Dataset entries
//! Sidebar navigation component

use dioxus::prelude::*;

use crate::state::{AppState, View};

/// Navigation between the browsing and creation screens
#[component]
pub fn Sidebar() -> Element {
    let state = use_context::<AppState>();
    let active = (state.active_view)();

    rsx! {
        div {
            class: "sidebar",
            style: "
                width: 180px;
                border-right: 1px solid #e0e0e0;
                background: #f4f4f4;
                padding: 16px 8px;
                display: flex;
                flex-direction: column;
                gap: 4px;
            ",

            div {
                style: "font-weight: 600; font-size: 16px; padding: 8px 12px 16px;",
                "Nibble"
            }

            SidebarItem { label: "Food Ideas", view: View::Browse, active }
            SidebarItem { label: "Create", view: View::Create, active }
        }
    }
}

#[component]
fn SidebarItem(label: String, view: View, active: View) -> Element {
    let mut state = use_context::<AppState>();
    let is_active = view == active;

    let bg = if is_active { "#e2e2e2" } else { "transparent" };
    let weight = if is_active { "600" } else { "400" };

    rsx! {
        button {
            class: "sidebar-item",
            style: "
                text-align: left;
                padding: 8px 12px;
                border: none;
                border-radius: 6px;
                background: {bg};
                font-weight: {weight};
                font-size: 14px;
                cursor: pointer;
            ",
            onclick: move |_| {
                state.active_view.set(view);
            },
            "{label}"
        }
    }
}
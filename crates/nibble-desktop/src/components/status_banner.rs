//! Status banner component

use dioxus::prelude::*;

use crate::state::{AppState, StatusMessage};

/// Success/failure acknowledgment banner, dismissed with a click
#[component]
pub fn StatusBanner() -> Element {
    let mut state = use_context::<AppState>();
    let Some(message) = (state.status)() else {
        return rsx! {};
    };

    let (text, bg, fg) = match &message {
        StatusMessage::Success(text) => (text.clone(), "#e6f4ea", "#17663a"),
        StatusMessage::Failure(text) => (text.clone(), "#fdeaea", "#a12622"),
    };

    rsx! {
        div {
            class: "status-banner",
            style: "
                display: flex;
                justify-content: space-between;
                align-items: center;
                padding: 10px 16px;
                background: {bg};
                color: {fg};
                font-size: 14px;
            ",

            span { "{text}" }

            button {
                style: "
                    border: none;
                    background: transparent;
                    color: {fg};
                    font-size: 16px;
                    cursor: pointer;
                ",
                onclick: move |_| state.status.set(None),
                "\u{d7}"
            }
        }
    }
}
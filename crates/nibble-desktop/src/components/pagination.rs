//! Pagination controls component

use dioxus::prelude::*;

use crate::state::AppState;

const PAGE_SIZES: [usize; 3] = [5, 10, 20];

const NAV_BUTTON_STYLE: &str = "
    padding: 4px 12px;
    border: 1px solid #d0d0d0;
    border-radius: 6px;
    background: #ffffff;
    cursor: pointer;
";

/// Rows-per-page select plus Prev/Next navigation, clamped to the page range
#[component]
pub fn Pagination() -> Element {
    let mut state = use_context::<AppState>();
    let total = state.total_pages();
    let controls = (state.controls)();
    let current = nibble_core::filter::clamp_page(controls.current_page, total);
    let rows = controls.rows_per_page;

    rsx! {
        div {
            class: "pagination",
            style: "
                display: flex;
                justify-content: space-between;
                align-items: center;
                margin-top: 16px;
            ",

            div {
                style: "display: flex; align-items: center; gap: 8px;",

                span { "Rows per page:" }
                select {
                    value: "{rows}",
                    onchange: move |evt| {
                        if let Ok(size) = evt.value().parse::<usize>() {
                            // Resets to page 1 as a side effect
                            state.controls.write().set_rows_per_page(size);
                        }
                    },
                    style: "padding: 4px 8px; border: 1px solid #d0d0d0; border-radius: 6px;",

                    for size in PAGE_SIZES {
                        option { key: "{size}", value: "{size}", selected: size == rows, "{size}" }
                    }
                }
            }

            div {
                style: "display: flex; align-items: center; gap: 8px;",

                button {
                    style: NAV_BUTTON_STYLE,
                    disabled: current == 1,
                    onclick: move |_| {
                        let total = state.total_pages();
                        let mut controls = state.controls.write();
                        let page = controls.current_page;
                        controls.current_page =
                            nibble_core::filter::clamp_page(page.saturating_sub(1), total);
                    },
                    "Prev"
                }

                span { "Page {current} of {total}" }

                button {
                    style: NAV_BUTTON_STYLE,
                    disabled: current == total,
                    onclick: move |_| {
                        let total = state.total_pages();
                        let mut controls = state.controls.write();
                        let page = controls.current_page;
                        controls.current_page = nibble_core::filter::clamp_page(page + 1, total);
                    },
                    "Next"
                }
            }
        }
    }
}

**Assignment:** Look through the records for the string "else". Copy every line that has it.

**Answer for the task:**
    let bg = if is_active { "#e2e2e2" } else { "transparent" };
    let weight = if is_active { "600" } else { "400" };
    let Some(message) = (state.status)() else {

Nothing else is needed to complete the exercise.